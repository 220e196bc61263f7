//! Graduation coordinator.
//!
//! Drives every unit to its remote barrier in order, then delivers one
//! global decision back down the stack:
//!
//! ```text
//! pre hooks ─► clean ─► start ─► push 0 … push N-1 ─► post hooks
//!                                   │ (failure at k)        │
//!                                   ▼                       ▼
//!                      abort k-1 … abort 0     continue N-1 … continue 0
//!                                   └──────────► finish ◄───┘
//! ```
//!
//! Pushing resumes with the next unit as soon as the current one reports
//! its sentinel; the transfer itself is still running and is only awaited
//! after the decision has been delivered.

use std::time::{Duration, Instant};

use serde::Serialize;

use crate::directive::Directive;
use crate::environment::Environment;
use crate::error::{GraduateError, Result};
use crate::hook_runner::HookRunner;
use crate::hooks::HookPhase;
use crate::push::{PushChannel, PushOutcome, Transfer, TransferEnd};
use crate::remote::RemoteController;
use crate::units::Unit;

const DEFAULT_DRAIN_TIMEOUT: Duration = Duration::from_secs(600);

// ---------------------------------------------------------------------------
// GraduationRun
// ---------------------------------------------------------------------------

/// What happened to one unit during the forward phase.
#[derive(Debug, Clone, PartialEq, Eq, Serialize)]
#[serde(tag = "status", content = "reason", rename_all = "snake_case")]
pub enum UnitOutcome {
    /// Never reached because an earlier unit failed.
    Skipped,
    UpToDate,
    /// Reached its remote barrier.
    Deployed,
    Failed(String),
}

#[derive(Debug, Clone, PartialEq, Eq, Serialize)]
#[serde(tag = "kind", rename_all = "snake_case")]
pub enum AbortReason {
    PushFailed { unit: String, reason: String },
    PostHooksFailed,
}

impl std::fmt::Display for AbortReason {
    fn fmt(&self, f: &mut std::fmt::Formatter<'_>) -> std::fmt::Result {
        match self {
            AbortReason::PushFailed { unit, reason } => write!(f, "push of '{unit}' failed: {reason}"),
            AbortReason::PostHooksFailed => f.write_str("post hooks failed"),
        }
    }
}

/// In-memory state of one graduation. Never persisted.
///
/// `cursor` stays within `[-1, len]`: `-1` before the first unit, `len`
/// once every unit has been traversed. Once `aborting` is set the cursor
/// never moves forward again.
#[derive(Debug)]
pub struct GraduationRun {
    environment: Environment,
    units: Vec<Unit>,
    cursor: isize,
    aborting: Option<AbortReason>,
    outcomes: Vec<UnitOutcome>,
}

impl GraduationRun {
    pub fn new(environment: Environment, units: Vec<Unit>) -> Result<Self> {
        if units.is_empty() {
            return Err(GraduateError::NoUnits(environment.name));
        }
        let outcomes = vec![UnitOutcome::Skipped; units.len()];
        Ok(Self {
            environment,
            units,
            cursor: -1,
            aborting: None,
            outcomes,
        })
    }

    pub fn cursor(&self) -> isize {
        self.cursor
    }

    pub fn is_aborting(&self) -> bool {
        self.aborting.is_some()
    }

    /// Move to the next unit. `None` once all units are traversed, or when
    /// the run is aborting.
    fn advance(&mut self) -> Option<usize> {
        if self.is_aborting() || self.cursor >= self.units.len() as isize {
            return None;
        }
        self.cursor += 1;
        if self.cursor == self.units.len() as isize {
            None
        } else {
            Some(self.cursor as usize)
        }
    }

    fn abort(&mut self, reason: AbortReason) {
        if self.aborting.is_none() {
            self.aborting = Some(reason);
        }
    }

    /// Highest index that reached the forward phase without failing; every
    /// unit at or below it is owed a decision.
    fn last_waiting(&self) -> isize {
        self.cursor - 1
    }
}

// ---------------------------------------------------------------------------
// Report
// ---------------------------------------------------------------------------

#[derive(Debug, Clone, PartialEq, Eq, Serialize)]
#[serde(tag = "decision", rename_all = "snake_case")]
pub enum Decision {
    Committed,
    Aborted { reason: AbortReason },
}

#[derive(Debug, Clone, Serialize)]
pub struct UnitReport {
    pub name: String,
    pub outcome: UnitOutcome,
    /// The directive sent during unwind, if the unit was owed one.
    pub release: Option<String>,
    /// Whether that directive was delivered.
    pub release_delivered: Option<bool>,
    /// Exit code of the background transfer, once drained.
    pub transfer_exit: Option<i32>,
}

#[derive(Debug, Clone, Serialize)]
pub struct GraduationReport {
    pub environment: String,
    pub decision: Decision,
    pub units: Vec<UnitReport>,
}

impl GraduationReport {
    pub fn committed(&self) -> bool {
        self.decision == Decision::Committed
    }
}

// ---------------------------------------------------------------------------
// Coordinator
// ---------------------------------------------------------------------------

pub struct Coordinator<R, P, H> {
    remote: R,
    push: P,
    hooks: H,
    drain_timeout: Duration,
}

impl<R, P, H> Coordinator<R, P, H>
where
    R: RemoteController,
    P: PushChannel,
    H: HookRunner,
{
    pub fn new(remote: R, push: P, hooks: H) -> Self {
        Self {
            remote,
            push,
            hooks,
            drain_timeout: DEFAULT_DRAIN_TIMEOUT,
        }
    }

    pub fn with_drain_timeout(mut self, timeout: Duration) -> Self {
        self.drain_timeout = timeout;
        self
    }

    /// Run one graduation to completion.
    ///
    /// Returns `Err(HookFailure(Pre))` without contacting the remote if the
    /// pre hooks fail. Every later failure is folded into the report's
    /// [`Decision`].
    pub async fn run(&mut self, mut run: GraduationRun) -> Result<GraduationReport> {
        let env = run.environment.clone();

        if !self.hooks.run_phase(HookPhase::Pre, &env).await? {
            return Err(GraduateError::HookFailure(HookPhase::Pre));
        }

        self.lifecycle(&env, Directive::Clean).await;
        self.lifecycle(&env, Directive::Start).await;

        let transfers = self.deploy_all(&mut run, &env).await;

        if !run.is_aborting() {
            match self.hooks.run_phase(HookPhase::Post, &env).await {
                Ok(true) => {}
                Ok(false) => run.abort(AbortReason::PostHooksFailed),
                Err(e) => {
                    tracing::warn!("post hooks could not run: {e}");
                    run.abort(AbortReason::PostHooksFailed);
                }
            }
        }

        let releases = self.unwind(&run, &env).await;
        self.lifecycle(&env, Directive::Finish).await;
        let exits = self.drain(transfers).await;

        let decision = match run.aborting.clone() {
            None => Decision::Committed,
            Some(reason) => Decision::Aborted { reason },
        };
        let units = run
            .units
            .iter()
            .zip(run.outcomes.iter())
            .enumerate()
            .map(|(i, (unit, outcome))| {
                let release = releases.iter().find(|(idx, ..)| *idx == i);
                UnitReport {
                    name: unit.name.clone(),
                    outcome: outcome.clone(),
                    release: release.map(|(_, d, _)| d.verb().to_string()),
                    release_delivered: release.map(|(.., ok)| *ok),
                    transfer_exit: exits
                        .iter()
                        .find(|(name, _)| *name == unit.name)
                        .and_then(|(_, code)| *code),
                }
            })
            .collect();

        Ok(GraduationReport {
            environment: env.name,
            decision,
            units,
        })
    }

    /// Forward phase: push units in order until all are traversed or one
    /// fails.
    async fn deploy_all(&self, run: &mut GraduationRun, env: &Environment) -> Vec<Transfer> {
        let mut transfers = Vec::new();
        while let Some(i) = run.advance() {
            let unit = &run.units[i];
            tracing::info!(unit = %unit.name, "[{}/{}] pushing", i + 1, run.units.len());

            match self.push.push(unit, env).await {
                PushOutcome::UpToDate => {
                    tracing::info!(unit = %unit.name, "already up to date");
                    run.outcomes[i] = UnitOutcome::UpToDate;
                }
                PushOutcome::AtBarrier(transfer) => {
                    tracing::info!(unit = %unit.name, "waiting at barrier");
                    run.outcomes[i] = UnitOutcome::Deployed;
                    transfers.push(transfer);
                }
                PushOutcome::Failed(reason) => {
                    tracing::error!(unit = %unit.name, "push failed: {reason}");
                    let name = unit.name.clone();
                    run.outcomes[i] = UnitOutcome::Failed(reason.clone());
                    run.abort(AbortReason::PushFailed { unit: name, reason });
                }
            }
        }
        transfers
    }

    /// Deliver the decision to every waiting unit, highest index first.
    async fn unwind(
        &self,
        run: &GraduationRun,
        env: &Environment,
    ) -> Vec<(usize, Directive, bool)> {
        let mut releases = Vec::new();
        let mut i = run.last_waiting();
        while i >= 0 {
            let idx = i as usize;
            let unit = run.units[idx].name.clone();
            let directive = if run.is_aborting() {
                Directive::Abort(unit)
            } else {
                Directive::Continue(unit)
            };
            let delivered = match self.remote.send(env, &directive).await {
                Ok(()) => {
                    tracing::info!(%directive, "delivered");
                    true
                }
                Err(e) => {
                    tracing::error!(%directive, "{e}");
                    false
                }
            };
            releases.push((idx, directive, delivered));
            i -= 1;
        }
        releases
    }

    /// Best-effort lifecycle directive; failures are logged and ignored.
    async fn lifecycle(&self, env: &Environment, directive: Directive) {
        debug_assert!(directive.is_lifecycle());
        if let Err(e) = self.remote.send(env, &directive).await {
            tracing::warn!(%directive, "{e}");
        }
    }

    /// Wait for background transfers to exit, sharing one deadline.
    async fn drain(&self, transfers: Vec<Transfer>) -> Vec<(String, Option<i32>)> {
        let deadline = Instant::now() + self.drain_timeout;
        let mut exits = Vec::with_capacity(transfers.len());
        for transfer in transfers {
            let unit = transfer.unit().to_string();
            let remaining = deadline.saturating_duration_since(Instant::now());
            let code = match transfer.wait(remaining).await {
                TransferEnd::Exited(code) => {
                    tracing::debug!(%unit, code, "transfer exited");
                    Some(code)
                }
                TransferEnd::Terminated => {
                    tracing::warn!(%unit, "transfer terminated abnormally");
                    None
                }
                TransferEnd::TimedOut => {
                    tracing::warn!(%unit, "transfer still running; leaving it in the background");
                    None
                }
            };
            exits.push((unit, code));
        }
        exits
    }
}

______

What is being asked :: Your answer must be one number: the count of lines in the entries that contain the string "PushChannel".

Output of the exercise :: 2